Unfortunately, not all the courts in the country grasp the gravity of the prevalence of rape and its devastating impacts. For instance, on 8 October 2021, the high court sitting in Makhanda appeared ignorant of the scourge of rape culture in South Africa. 

The regional court in Makhanda had sentenced one Loyiso Coko, then aged 23, to seven years imprisonment for raping a Rhodes University postgraduate student in July 2018 at his home.

However, in the case of Coko v The State (CA&R 219/2020) [2021], the high court failed to show a higher understanding and legal competence to appreciate that rape is the darkest form of violation of bodily integrity of women. Shocking is that the judgment, which was penned by one of the country’s prominent legal eagles, Acting Judge Tembeka Ngcukaitobi, with Judge Nyameko Gqamana concurring, overturned the regional court conviction. The high court described the regional court judgment as making “hyperbolic findings” and that its findings “have no basis from the record, and constitute speculative conjecture”.

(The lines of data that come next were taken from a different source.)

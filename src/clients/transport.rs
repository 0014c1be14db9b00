//! The transport boundary.
//!
//! A [`Transport`] performs the actual network I/O. It returns either a
//! [`RawResponse`], whatever its status, or a [`RawTransportError`] describing
//! why no usable response came back. Status checking, decoding and retries
//! happen above this boundary.
//!
//! [`ReqwestTransport`] is the default implementation.

use std::collections::HashMap;
use std::time::Duration;

use async_trait::async_trait;
use thiserror::Error;

use crate::clients::http_request::HttpMethod;
use crate::error::ConfigError;

/// A fully-built request handed to a transport.
#[derive(Clone, Debug, PartialEq, Eq)]
pub struct TransportRequest {
    /// The HTTP method.
    pub method: HttpMethod,
    /// The final URL, query string included.
    pub url: String,
    /// Request headers.
    pub headers: HashMap<String, String>,
    /// The encoded request body, if any.
    pub body: Option<String>,
    /// Per-attempt timeout.
    pub timeout: Duration,
}

/// A response exactly as the transport received it.
#[derive(Clone, Debug, PartialEq, Eq)]
pub struct RawResponse {
    /// The HTTP status code.
    pub status: u16,
    /// Response headers, lowercase names, possibly multi-valued.
    pub headers: HashMap<String, Vec<String>>,
    /// The undecoded body.
    pub body: Vec<u8>,
}

impl RawResponse {
    /// Creates a raw response, lowercasing header names.
    #[must_use]
    pub fn new(status: u16, headers: HashMap<String, Vec<String>>, body: Vec<u8>) -> Self {
        let mut lowered: HashMap<String, Vec<String>> = HashMap::new();
        for (name, values) in headers {
            lowered
                .entry(name.to_ascii_lowercase())
                .or_default()
                .extend(values);
        }
        Self {
            status,
            headers: lowered,
            body,
        }
    }

    /// Returns the first value of a header, looked up case-insensitively.
    #[must_use]
    pub fn header(&self, name: &str) -> Option<&str> {
        self.headers
            .get(&name.to_ascii_lowercase())
            .and_then(|values| values.first())
            .map(String::as_str)
    }

    /// Returns the body decoded as UTF-8, replacing invalid sequences.
    #[must_use]
    pub fn text_lossy(&self) -> String {
        String::from_utf8_lossy(&self.body).into_owned()
    }
}

/// Where in the exchange a transport failure happened.
#[derive(Clone, Copy, Debug, PartialEq, Eq, Hash)]
pub enum TransportErrorKind {
    /// The connection could not be established.
    Connect,
    /// The transport's own timeout fired.
    Timeout,
    /// The request could not be sent or the connection dropped.
    Request,
    /// The response body could not be read.
    Body,
    /// The transport refused to build the request.
    Builder,
    /// The transport stopped waiting because the run was aborted.
    Aborted,
    /// The response status signals failure.
    Status,
    /// Anything else.
    Other,
}

/// A failure reported by a transport, in the transport's own shape.
///
/// The one question the error taxonomy asks of it is whether a response was
/// attached.
#[derive(Debug, Error, Clone)]
#[error("{message}")]
pub struct RawTransportError {
    /// Where the failure happened.
    pub kind: TransportErrorKind,
    /// Human-readable description.
    pub message: String,
    /// The response received before the failure, if any.
    pub response: Option<RawResponse>,
    /// The transport's native error, if any.
    #[source]
    pub cause: Option<crate::clients::errors::BoxedCause>,
}

impl RawTransportError {
    /// Creates an error without an attached response.
    #[must_use]
    pub fn new(kind: TransportErrorKind, message: impl Into<String>) -> Self {
        Self {
            kind,
            message: message.into(),
            response: None,
            cause: None,
        }
    }

    /// Creates the error reported for a non-2xx response.
    #[must_use]
    pub fn status(response: RawResponse) -> Self {
        Self {
            kind: TransportErrorKind::Status,
            message: format!("Request failed with status code {}", response.status),
            response: Some(response),
            cause: None,
        }
    }

    /// Creates the error reported when an attempt exceeds its timeout.
    #[must_use]
    pub fn timeout(timeout: Duration) -> Self {
        Self::new(
            TransportErrorKind::Timeout,
            format!("timeout of {}ms exceeded", timeout.as_millis()),
        )
    }

    /// Attaches the transport's native error.
    #[must_use]
    pub fn with_cause(mut self, cause: impl std::error::Error + Send + Sync + 'static) -> Self {
        self.cause = Some(std::sync::Arc::new(cause));
        self
    }

    /// Returns `true` if a response was attached.
    #[must_use]
    pub const fn has_response(&self) -> bool {
        self.response.is_some()
    }
}

/// Performs network I/O for the request layer.
///
/// Implementations must not treat non-2xx statuses as errors; they return the
/// response and let the caller decide. Cancellation happens by dropping the
/// returned future.
#[async_trait]
pub trait Transport: Send + Sync {
    /// Sends a request and returns the raw response.
    async fn send(&self, request: TransportRequest) -> Result<RawResponse, RawTransportError>;
}

#[async_trait]
impl<T: Transport + ?Sized> Transport for std::sync::Arc<T> {
    async fn send(&self, request: TransportRequest) -> Result<RawResponse, RawTransportError> {
        (**self).send(request).await
    }
}

/// A [`Transport`] backed by a `reqwest` client.
///
/// # Thread Safety
///
/// `ReqwestTransport` is `Send + Sync` and cheap to clone.
#[derive(Clone, Debug)]
pub struct ReqwestTransport {
    client: reqwest::Client,
}

// Verify ReqwestTransport is Send + Sync at compile time
const _: fn() = || {
    const fn assert_send_sync<T: Send + Sync>() {}
    assert_send_sync::<ReqwestTransport>();
};

impl ReqwestTransport {
    /// Creates a transport with a rustls-backed `reqwest` client.
    ///
    /// # Errors
    ///
    /// Returns [`ConfigError::TransportBuild`] if the client cannot be
    /// created (e.g., TLS initialization failure).
    pub fn new() -> Result<Self, ConfigError> {
        let client = reqwest::Client::builder()
            .use_rustls_tls()
            .build()
            .map_err(|e| ConfigError::TransportBuild {
                reason: e.to_string(),
            })?;
        Ok(Self { client })
    }

    /// Wraps an existing `reqwest` client.
    #[must_use]
    pub const fn from_client(client: reqwest::Client) -> Self {
        Self { client }
    }

    fn classify(error: &reqwest::Error) -> TransportErrorKind {
        if error.is_timeout() {
            TransportErrorKind::Timeout
        } else if error.is_connect() {
            TransportErrorKind::Connect
        } else if error.is_builder() {
            TransportErrorKind::Builder
        } else if error.is_body() || error.is_decode() {
            TransportErrorKind::Body
        } else if error.is_request() {
            TransportErrorKind::Request
        } else {
            TransportErrorKind::Other
        }
    }

    fn map_error(error: reqwest::Error) -> RawTransportError {
        RawTransportError::new(Self::classify(&error), error.to_string()).with_cause(error)
    }

    /// Parses response headers into a `HashMap`.
    fn parse_response_headers(
        headers: &reqwest::header::HeaderMap,
    ) -> HashMap<String, Vec<String>> {
        let mut result: HashMap<String, Vec<String>> = HashMap::new();
        for (name, value) in headers {
            let key = name.as_str().to_lowercase();
            let value = value.to_str().unwrap_or_default().to_string();
            result.entry(key).or_default().push(value);
        }
        result
    }
}

#[async_trait]
impl Transport for ReqwestTransport {
    async fn send(&self, request: TransportRequest) -> Result<RawResponse, RawTransportError> {
        let method = reqwest::Method::from_bytes(request.method.as_str().as_bytes()).map_err(
            |e| {
                RawTransportError::new(
                    TransportErrorKind::Builder,
                    format!("Invalid HTTP method {}", request.method),
                )
                .with_cause(e)
            },
        )?;

        let mut builder = self
            .client
            .request(method, &request.url)
            .timeout(request.timeout);

        for (key, value) in &request.headers {
            builder = builder.header(key, value);
        }

        if let Some(body) = request.body {
            builder = builder.body(body);
        }

        let res = builder.send().await.map_err(Self::map_error)?;

        let status = res.status().as_u16();
        let headers = Self::parse_response_headers(res.headers());
        let body = res.bytes().await.map_err(Self::map_error)?;

        tracing::trace!(status, url = %request.url, "transport received response");

        Ok(RawResponse::new(status, headers, body.to_vec()))
    }
}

Interestingly, the high court judges themselves came up with what can only be termed a ridiculous and nonsensical judgment, accompanied by a flawed application of the law on the crime of rape: “No force or threats were used to coerce the Complainant [who is the same age as the Appellant],” said Judge Ngcukaitobi [par: 94].

So, according to this court, without force or threats, there can never be a crime of rape.  Since when under the Criminal Law (Sexual Offences and Related Matters) Amendment Act 32 of 2007 is force or threat of force a requirement in rape cases? Perhaps the respected judges must be assisted about the proper position of the law on rape concerning force or threats issue by quoting from the Supreme Court of Appeal in S v SMM 2013 (2) SACR 292 (SCA), stating that:

“It is necessary to reiterate a few self-evident realities. First, rape is undeniably a degrading, humiliating and brutal invasion of a person’s most intimate, private space. The very act itself, even absent any accompanying violent assault inflicted by the perpetrator, is a violent and traumatic infringement of a person’s fundamental right to be free from all forms of violence and not to be treated in a cruel, inhumane or degrading way…” [par:17].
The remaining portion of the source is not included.